To offer a perspective on a clutch of perspectives on the post-coronavirus world, I’d like to skip over the crisis entirely and revert to a 2017 Harvard Business Review paper titled “Strategy in the Age of Superabundant Capital”. This held that, yes, capital was superabundant and therefore businesses and investors were going to have to think differently about deploying it.
Three years on, after a massive stock surge and with investors still diving into stocks like lemmings in the middle of the pandemic, does anyone seriously believe that capital has gotten less superabundant in the interim?
Yet we’re surrounded by talk of a depression. No one expects a fast or buoyant recovery. And interest rates? If you went through the post-global financial crisis period hoping rates would return to 1980s highs, you’d better stop holding your breath. Even in 2017, the Harvard Business Review paper was predicting long-term secular lows in interest rates. With the coronavirus crisis boosting the case for cheap money even higher, they look likely to stay low for a long time.

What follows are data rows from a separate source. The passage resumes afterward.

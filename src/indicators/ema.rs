// =============================================================================
// Exponential Moving Average (EMA) — incremental form
// =============================================================================
//
// EMA gives more weight to recent prices, making it more responsive to new
// information than the Simple Moving Average (SMA).
//
// Formula:
//   multiplier = 2 / (period + 1)
//   EMA_t      = value_t * multiplier + EMA_{t-1} * (1 - multiplier)
//
// The first value seeds the average directly (no blending).  Used on its own
// for the ATR and directional-movement accumulators, and as the per-lane
// average inside `PhasedEma`.
// =============================================================================

/// Smoothing factor for an EMA over `period` samples.
///
/// `period == 0` is treated as 1, which makes the average track its input.
pub fn multiplier(period: usize) -> f64 {
    2.0 / (period.max(1) as f64 + 1.0)
}

/// A single classic exponential moving average.
#[derive(Debug, Clone)]
pub struct ExpAverage {
    multiplier: f64,
    value: f64,
    seeded: bool,
}

impl ExpAverage {
    pub fn new(period: usize) -> Self {
        Self {
            multiplier: multiplier(period),
            value: 0.0,
            seeded: false,
        }
    }

    /// Overwrite the average with `value` without blending.
    pub fn seed(&mut self, value: f64) {
        self.value = value;
        self.seeded = true;
    }

    /// Blend `value` into the average, seeding it on the first call.
    pub fn add(&mut self, value: f64) -> f64 {
        if self.seeded {
            self.value = value * self.multiplier + self.value * (1.0 - self.multiplier);
        } else {
            self.seed(value);
        }
        self.value
    }

    pub fn value(&self) -> f64 {
        self.value
    }

    pub fn is_seeded(&self) -> bool {
        self.seeded
    }
}

// =============================================================================
// Unit Tests
// =============================================================================
#[cfg(test)]
mod tests {
    use super::*;

    #[test]
    fn multiplier_matches_period() {
        assert!((multiplier(9) - 0.2).abs() < 1e-12);
        assert!((multiplier(1) - 1.0).abs() < 1e-12);
        assert!((multiplier(0) - 1.0).abs() < 1e-12);
    }

    #[test]
    fn first_value_seeds() {
        let mut ema = ExpAverage::new(10);
        assert!(!ema.is_seeded());
        assert_eq!(ema.add(7.5), 7.5);
        assert!(ema.is_seeded());
    }

    #[test]
    fn known_values() {
        // 5-period EMA of 1..=10 seeded with the first value.
        let mult = 2.0 / 6.0;
        let mut ema = ExpAverage::new(5);
        let mut expected = 1.0;
        ema.add(1.0);
        for c in 2..=10 {
            let c = c as f64;
            expected = c * mult + expected * (1.0 - mult);
            let got = ema.add(c);
            assert!((got - expected).abs() < 1e-12, "got {got}, expected {expected}");
        }
    }

    #[test]
    fn converges_to_constant_input() {
        let mut ema = ExpAverage::new(14);
        ema.add(0.0);
        for _ in 0..500 {
            ema.add(10.0);
        }
        assert!((ema.value() - 10.0).abs() < 1e-6);
    }
}
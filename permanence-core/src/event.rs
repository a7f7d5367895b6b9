//! Typed publish/subscribe used everywhere the engine "fires an event".
//!
//! Replaces the string-keyed listener tables of a dynamic-language
//! implementation with one listener list per concrete payload type. Firing
//! holds the lock only long enough to clone the listener list so a listener
//! is free to take its time without blocking the next `fire`.

use std::sync::Mutex;

type Listener<E> = Box<dyn Fn(&E) + Send + Sync>;

pub struct EventSource<E> {
    listeners: Mutex<Vec<Listener<E>>>,
}

impl<E> EventSource<E> {
    pub fn new() -> Self {
        Self {
            listeners: Mutex::new(Vec::new()),
        }
    }

    /// Register a listener. Listeners accumulate for the life of the source;
    /// there is no `unobserve` because nothing in this engine ever needs one.
    pub fn observe<F>(&self, listener: F)
    where
        F: Fn(&E) + Send + Sync + 'static,
    {
        self.listeners.lock().unwrap().push(Box::new(listener));
    }

    /// Invoke every listener with a reference to `event`, in registration order.
    pub fn fire(&self, event: E) {
        let listeners = self.listeners.lock().unwrap();
        for listener in listeners.iter() {
            listener(&event);
        }
    }
}

impl<E> Default for EventSource<E> {
    fn default() -> Self {
        Self::new()
    }
}
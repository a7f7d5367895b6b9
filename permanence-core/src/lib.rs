//! Scheduling and supervision engine for the permanence recording daemon.
//!
//! This crate has no knowledge of configuration file formats, subprocess
//! management, or filesystem layouts - those live in the driver
//! implementations the `permanence` binary crate wires in. What lives here
//! is the part that is true regardless of how shows get captured: tracking
//! what should be recording right now, starting and stopping sessions at
//! the right times, and dispatching hooks for everything that happens
//! along the way.

pub mod driver;
pub mod error;
pub mod event;
pub mod hook;
pub mod model;
pub mod monitor;
pub mod recorder;
pub mod schedule;
pub mod show_manager;

pub use driver::{Session, SessionEvent, SourceDriver, StorageDriver, StorageEvent};
pub use error::{PermanenceError, Result};
pub use event::EventSource;
pub use hook::{HookArgs, HookCallable, HookInvoker, HookRegistration};
pub use model::{Configuration, Options, Show, ShowKey, Source, Token};
pub use monitor::{ExitStatus, ProcessMonitor, Watched};
pub use recorder::Recorder;
pub use schedule::{parse_time_of_day, parse_weekday_token, Schedule, WeeklySchedule};
pub use show_manager::ShowManager;
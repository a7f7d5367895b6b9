//! Hook Invoker: a named registry of external callables, dispatched from a
//! fixed-size worker pool so a slow hook never stalls a tick.

use std::collections::HashMap;
use std::sync::{Arc, Mutex};
use std::thread::JoinHandle;
use std::time::SystemTime;

use crossbeam_channel::{unbounded, Sender};
use tracing::warn;

use crate::error::PermanenceError;
use crate::event::EventSource;

/// Payload handed to a registered hook callable. One variant per hook name
/// the Recorder declares; see the hook table in SPEC_FULL.md §6.
#[derive(Debug, Clone)]
pub enum HookArgs {
    Empty,
    ShowSchedule {
        source: String,
        show: String,
        start_time: SystemTime,
    },
    Show {
        source: String,
        show: String,
    },
    ShowError {
        source: String,
        show: String,
        error: String,
    },
    ShowDone {
        source: String,
        show: String,
        filename: String,
    },
    ShowSave {
        source: String,
        show: String,
        location: String,
    },
    HookFailure {
        description: String,
        error: String,
    },
}

pub type HookCallable = Arc<dyn Fn(&HookArgs) -> anyhow::Result<()> + Send + Sync>;

/// One entry registered under a hook name: the callable plus a description
/// used to identify it in `failure` events (e.g. an external script's path).
#[derive(Clone)]
pub struct HookRegistration {
    pub callable: HookCallable,
    pub description: String,
}

impl HookRegistration {
    pub fn new(description: impl Into<String>, callable: HookCallable) -> Self {
        Self {
            callable,
            description: description.into(),
        }
    }
}

type Task = (HookCallable, String, HookArgs);

struct Registry {
    buckets: HashMap<String, Vec<HookRegistration>>,
}

/// Fixed-size worker pool dispatching hook calls off the tick thread.
pub struct HookInvoker {
    registry: Mutex<Registry>,
    sender: Mutex<Option<Sender<Task>>>,
    workers: Mutex<Vec<JoinHandle<()>>>,
    pub on_failure: EventSource<(String, String)>,
}

impl HookInvoker {
    /// Builds the invoker and starts `pool_size` worker threads immediately
    /// (the invoker itself has no "idle until first use" state, unlike the
    /// process monitor).
    pub fn new(pool_size: usize) -> Arc<Self> {
        let (sender, receiver) = unbounded::<Task>();
        let invoker = Arc::new(Self {
            registry: Mutex::new(Registry {
                buckets: HashMap::new(),
            }),
            sender: Mutex::new(Some(sender)),
            workers: Mutex::new(Vec::new()),
            on_failure: EventSource::new(),
        });

        let mut workers = Vec::with_capacity(pool_size.max(1));
        for index in 0..pool_size.max(1) {
            let receiver = receiver.clone();
            let invoker = invoker.clone();
            workers.push(
                std::thread::Builder::new()
                    .name(format!("hook-worker-{index}"))
                    .spawn(move || {
                        for (callable, description, args) in receiver.iter() {
                            if let Err(error) = callable(&args) {
                                warn!(hook = %description, %error, "hook callable failed");
                                invoker.on_failure.fire((description, error.to_string()));
                            }
                        }
                    })
                    .expect("failed to spawn hook worker thread"),
            );
        }
        *invoker.workers.lock().unwrap() = workers;
        invoker
    }

    /// Create an empty bucket for `name`. Fails if already declared.
    pub fn declare(&self, name: &str) -> anyhow::Result<()> {
        let mut registry = self.registry.lock().unwrap();
        if registry.buckets.contains_key(name) {
            return Err(PermanenceError::DuplicateHook(name.to_string()).into());
        }
        registry.buckets.insert(name.to_string(), Vec::new());
        Ok(())
    }

    /// Append a registration to `name`'s bucket. Fails if `name` was never declared.
    pub fn register(&self, name: &str, registration: HookRegistration) -> anyhow::Result<()> {
        let mut registry = self.registry.lock().unwrap();
        let bucket = registry
            .buckets
            .get_mut(name)
            .ok_or_else(|| PermanenceError::UnregisteredHook(name.to_string()))?;
        bucket.push(registration);
        Ok(())
    }

    /// Empty every bucket, keeping the declared names.
    pub fn clear(&self) {
        let mut registry = self.registry.lock().unwrap();
        for bucket in registry.buckets.values_mut() {
            bucket.clear();
        }
    }

    /// Snapshot `name`'s bucket and enqueue one task per registration.
    /// Unknown hook names are silently ignored - the Recorder only ever
    /// invokes names it declared itself.
    pub fn invoke(&self, name: &str, args: HookArgs) {
        let registrations: Vec<HookRegistration> = {
            let registry = self.registry.lock().unwrap();
            match registry.buckets.get(name) {
                Some(bucket) => bucket.clone(),
                None => return,
            }
        };

        let sender = self.sender.lock().unwrap();
        let Some(sender) = sender.as_ref() else {
            return;
        };
        for registration in registrations {
            let qualified = format!("{name}/{}", registration.description);
            let _ = sender.send((registration.callable, qualified, args.clone()));
        }
    }

    /// Stop accepting new work. Queued tasks still drain; workers exit once
    /// the channel is closed and empty.
    pub fn stop(&self) {
        self.sender.lock().unwrap().take();
        let workers = std::mem::take(&mut *self.workers.lock().unwrap());
        for worker in workers {
            let _ = worker.join();
        }
    }
}

#[cfg(test)]
mod tests {
    use super::*;
    use std::sync::atomic::{AtomicUsize, Ordering};
    use std::time::Duration;

    #[test]
    fn declare_then_register_then_invoke_runs_callable() {
        let invoker = HookInvoker::new(2);
        invoker.declare("show_start").unwrap();

        let count = Arc::new(AtomicUsize::new(0));
        let c = count.clone();
        invoker
            .register(
                "show_start",
                HookRegistration::new(
                    "test",
                    Arc::new(move |_args| {
                        c.fetch_add(1, Ordering::SeqCst);
                        Ok(())
                    }),
                ),
            )
            .unwrap();

        invoker.invoke(
            "show_start",
            HookArgs::Show {
                source: "s".into(),
                show: "sh".into(),
            },
        );

        std::thread::sleep(Duration::from_millis(50));
        assert_eq!(count.load(Ordering::SeqCst), 1);
        invoker.stop();
    }

    #[test]
    fn register_without_declare_fails() {
        let invoker = HookInvoker::new(1);
        let result = invoker.register(
            "missing",
            HookRegistration::new("x", Arc::new(|_| Ok(()))),
        );
        assert!(result.is_err());
        invoker.stop();
    }

    #[test]
    fn double_declare_fails() {
        let invoker = HookInvoker::new(1);
        invoker.declare("shutdown").unwrap();
        assert!(invoker.declare("shutdown").is_err());
        invoker.stop();
    }

    #[test]
    fn failing_hook_fires_failure_event_and_does_not_block_others() {
        let invoker = HookInvoker::new(2);
        invoker.declare("show_start").unwrap();

        invoker
            .register(
                "show_start",
                HookRegistration::new("broken", Arc::new(|_| anyhow::bail!("boom"))),
            )
            .unwrap();

        let failures = Arc::new(Mutex::new(Vec::new()));
        let f = failures.clone();
        invoker
            .on_failure
            .observe(move |(desc, err)| f.lock().unwrap().push((desc.clone(), err.clone())));

        invoker.invoke(
            "show_start",
            HookArgs::Show {
                source: "s".into(),
                show: "sh".into(),
            },
        );

        std::thread::sleep(Duration::from_millis(50));
        let recorded = failures.lock().unwrap();
        assert_eq!(recorded.len(), 1);
        assert_eq!(recorded[0].0, "show_start/broken");
        invoker.stop();
    }

    #[test]
    fn clear_keeps_names_but_empties_buckets() {
        let invoker = HookInvoker::new(1);
        invoker.declare("startup").unwrap();
        invoker
            .register("startup", HookRegistration::new("a", Arc::new(|_| Ok(()))))
            .unwrap();
        invoker.clear();
        // re-registering after clear must still succeed, proving the name survived
        invoker
            .register("startup", HookRegistration::new("b", Arc::new(|_| Ok(()))))
            .unwrap();
        invoker.stop();
    }
}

All that capital could be put to work to rebuild the global economy. Instead, it seems to be pouring straight into stocks and missing the real economy entirely.
Government intervention on a massive scale is now the norm, even in nations like the US that are supposedly wedded to market discipline. Concurrently, populism threatens rational policymaking, fuelled by unemployment from the crisis and technological changes in its wake. Populism, remember, is what’s helping fuel higher coronavirus death rates in the US, UK and Brazil, all with populist governments, so it’s hardly benign.
Talk of inequality, redistribution and a universal basic income was already rife prior to the pandemic. That capital glut owes a lot to fiscal policy in the US and elsewhere that favours corporates and the rich at the expense of the working population. If anyone seriously wants a robust recovery and sustainable consumer spending, they should give it back to the people.